Primary biliary cholangitis: Its science and practice

Abstract

Primary biliary cholangitis (PBC) is an autoimmune liver disorder characterized by progressive destruction of intrahepatic bile ducts, leading to cholestasis, cirrhosis, and liver failure. The etiology of PBC is unknown; however a complex interaction between genetic, environmental, and autoimmune factors is believed to play a role. The major hallmark of PBC is the presence of antimitochondrial antibodies (AMA), with sensitivity and specificity for PBC >90-95%. The immunodominant epitopes recognized by AMA are all mapped within the lipoyl domains of the E2 subunits of the pyruvate dehydrogenase complex (PDC-E2).

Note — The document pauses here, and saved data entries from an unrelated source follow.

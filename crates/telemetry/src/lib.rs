//! Tracing subscriber bootstrap for Shelf binaries.

use anyhow::Context;
use shelf_kernel::settings::{LogFormat, TelemetrySettings};
use tracing_subscriber::EnvFilter;

/// Install the global tracing subscriber described by `settings`.
///
/// `RUST_LOG` wins over `settings.log_filter`. Calling this more than once is
/// harmless: later calls leave the first subscriber in place.
pub fn init(settings: &TelemetrySettings) -> anyhow::Result<()> {
    let filter = build_filter(settings)?;

    let installed = match settings.log_format {
        LogFormat::Pretty => tracing_subscriber::fmt()
            .with_env_filter(filter)
            .with_target(true)
            .try_init(),
        LogFormat::Json => tracing_subscriber::fmt()
            .json()
            .with_env_filter(filter)
            .with_current_span(true)
            .try_init(),
    };

    if installed.is_err() {
        tracing::debug!(target: "shelf-telemetry", "subscriber already installed");
        return Ok(());
    }

    tracing::info!(
        target: "shelf-telemetry",
        format = ?settings.log_format,
        "telemetry initialized"
    );
    Ok(())
}

fn build_filter(settings: &TelemetrySettings) -> anyhow::Result<EnvFilter> {
    match EnvFilter::try_from_default_env() {
        Ok(filter) => Ok(filter),
        Err(_) => EnvFilter::try_new(&settings.log_filter)
            .with_context(|| format!("invalid log filter '{}'", settings.log_filter)),
    }
}

#[cfg(test)]
mod tests {
    use super::*;

    #[test]
    fn configured_filter_is_parsed() {
        let settings = TelemetrySettings {
            log_format: LogFormat::Json,
            log_filter: "info,tower_http=debug".to_string(),
        };
        assert!(build_filter(&settings).is_ok());
    }

    #[test]
    fn init_twice_is_not_an_error() {
        let settings = TelemetrySettings::default();
        init(&settings).unwrap();
        init(&settings).unwrap();
    }
}
use std::fmt;
use std::str::FromStr;
use std::sync::atomic::{AtomicU32, Ordering};
use std::time::{SystemTime, UNIX_EPOCH};

use once_cell::sync::Lazy;
use serde::{de, Deserialize, Deserializer, Serialize, Serializer};
use uuid::Uuid;

use crate::error::DbError;

const COUNTER_MASK: u32 = 0x00FF_FFFF;

/// Random bytes fixed for the lifetime of the process.
static PROCESS_UNIQUE: Lazy<[u8; 5]> = Lazy::new(|| {
    let bytes = Uuid::new_v4().into_bytes();
    [bytes[0], bytes[1], bytes[2], bytes[3], bytes[4]]
});

static COUNTER: Lazy<AtomicU32> = Lazy::new(|| {
    let bytes = Uuid::new_v4().into_bytes();
    AtomicU32::new(u32::from_be_bytes([0, bytes[0], bytes[1], bytes[2]]))
});

/// 12-byte document identifier, rendered as 24 lowercase hex characters.
///
/// Layout: 4-byte big-endian unix seconds, 5 per-process random bytes,
/// 3-byte big-endian counter.
#[derive(Debug, Clone, Copy, PartialEq, Eq, PartialOrd, Ord, Hash)]
pub struct ObjectId([u8; 12]);

impl ObjectId {
    /// Length of the textual form.
    pub const HEX_LEN: usize = 24;

    pub fn new() -> Self {
        let seconds = SystemTime::now()
            .duration_since(UNIX_EPOCH)
            .map(|elapsed| elapsed.as_secs() as u32)
            .unwrap_or_default();
        let counter = COUNTER.fetch_add(1, Ordering::Relaxed) & COUNTER_MASK;

        let mut bytes = [0u8; 12];
        bytes[..4].copy_from_slice(&seconds.to_be_bytes());
        bytes[4..9].copy_from_slice(PROCESS_UNIQUE.as_slice());
        bytes[9..].copy_from_slice(&counter.to_be_bytes()[1..]);
        Self(bytes)
    }

    pub const fn from_bytes(bytes: [u8; 12]) -> Self {
        Self(bytes)
    }

    pub fn bytes(&self) -> [u8; 12] {
        self.0
    }

    /// Parse the 24-character hex form; any other shape is rejected.
    pub fn parse_str(value: &str) -> Result<Self, DbError> {
        if value.len() != Self::HEX_LEN {
            return Err(DbError::InvalidObjectId(value.to_string()));
        }

        let mut bytes = [0u8; 12];
        hex::decode_to_slice(value, &mut bytes)
            .map_err(|_| DbError::InvalidObjectId(value.to_string()))?;
        Ok(Self(bytes))
    }

    pub fn to_hex(&self) -> String {
        hex::encode(self.0)
    }
}

impl Default for ObjectId {
    fn default() -> Self {
        Self::new()
    }
}

impl fmt::Display for ObjectId {
    fn fmt(&self, f: &mut fmt::Formatter<'_>) -> fmt::Result {
        f.write_str(&self.to_hex())
    }
}

impl FromStr for ObjectId {
    type Err = DbError;

    fn from_str(s: &str) -> Result<Self, Self::Err> {
        Self::parse_str(s)
    }
}

impl Serialize for ObjectId {
    fn serialize<S: Serializer>(&self, serializer: S) -> Result<S::Ok, S::Error> {
        serializer.serialize_str(&self.to_hex())
    }
}

impl<'de> Deserialize<'de> for ObjectId {
    fn deserialize<D: Deserializer<'de>>(deserializer: D) -> Result<Self, D::Error> {
        let raw = String::deserialize(deserializer)?;
        Self::parse_str(&raw).map_err(de::Error::custom)
    }
}

#[cfg(test)]
mod tests {
    use super::*;

    #[test]
    fn generated_ids_are_unique_and_ascending() {
        let first = ObjectId::new();
        let second = ObjectId::new();

        assert_ne!(first, second);
        assert_eq!(first.to_hex().len(), ObjectId::HEX_LEN);
        // Same second and process bytes; only a counter wrap could reorder.
        if first.bytes()[..9] == second.bytes()[..9] && first.bytes()[9..] != [0xFF; 3] {
            assert!(first < second);
        }
    }

    #[test]
    fn hex_form_round_trips() {
        let id = ObjectId::new();
        let parsed: ObjectId = id.to_string().parse().unwrap();
        assert_eq!(parsed, id);
    }

    #[test]
    fn all_zero_id_is_well_formed() {
        let id = ObjectId::parse_str("000000000000000000000000").unwrap();
        assert_eq!(id, ObjectId::from_bytes([0; 12]));
    }

    #[test]
    fn malformed_ids_are_rejected() {
        for raw in ["invalid", "", "00000000000000000000000", "zz0000000000000000000000"] {
            assert_eq!(
                ObjectId::parse_str(raw),
                Err(DbError::InvalidObjectId(raw.to_string())),
                "{raw} should be rejected"
            );
        }
    }

    #[test]
    fn serializes_as_hex_string() {
        let id = ObjectId::from_bytes([0xab; 12]);
        let json = serde_json::to_value(id).unwrap();
        assert_eq!(json, serde_json::json!("abababababababababababab"));

        let back: ObjectId = serde_json::from_value(json).unwrap();
        assert_eq!(back, id);
    }
}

In addition to autoantibodies, PBC is characterized by an enrichment of autoreactive CD4+ and CD8+ T cells, by enhanced natural killer (NK) cell activity and monocyte responses and accumulation of Th17 cells around damaged bile ducts. Controversial findings regarding numbers and function of regulatory T cells have been reported. The development of several animal models has aided the study and understanding of different aspects of PBC pathogenesis; however no "perfect model" has been developed to date. Novel therapeutic avenues targeting bile acids, nuclear receptors, immune cell receptors, and cytokines have been developed with promising results.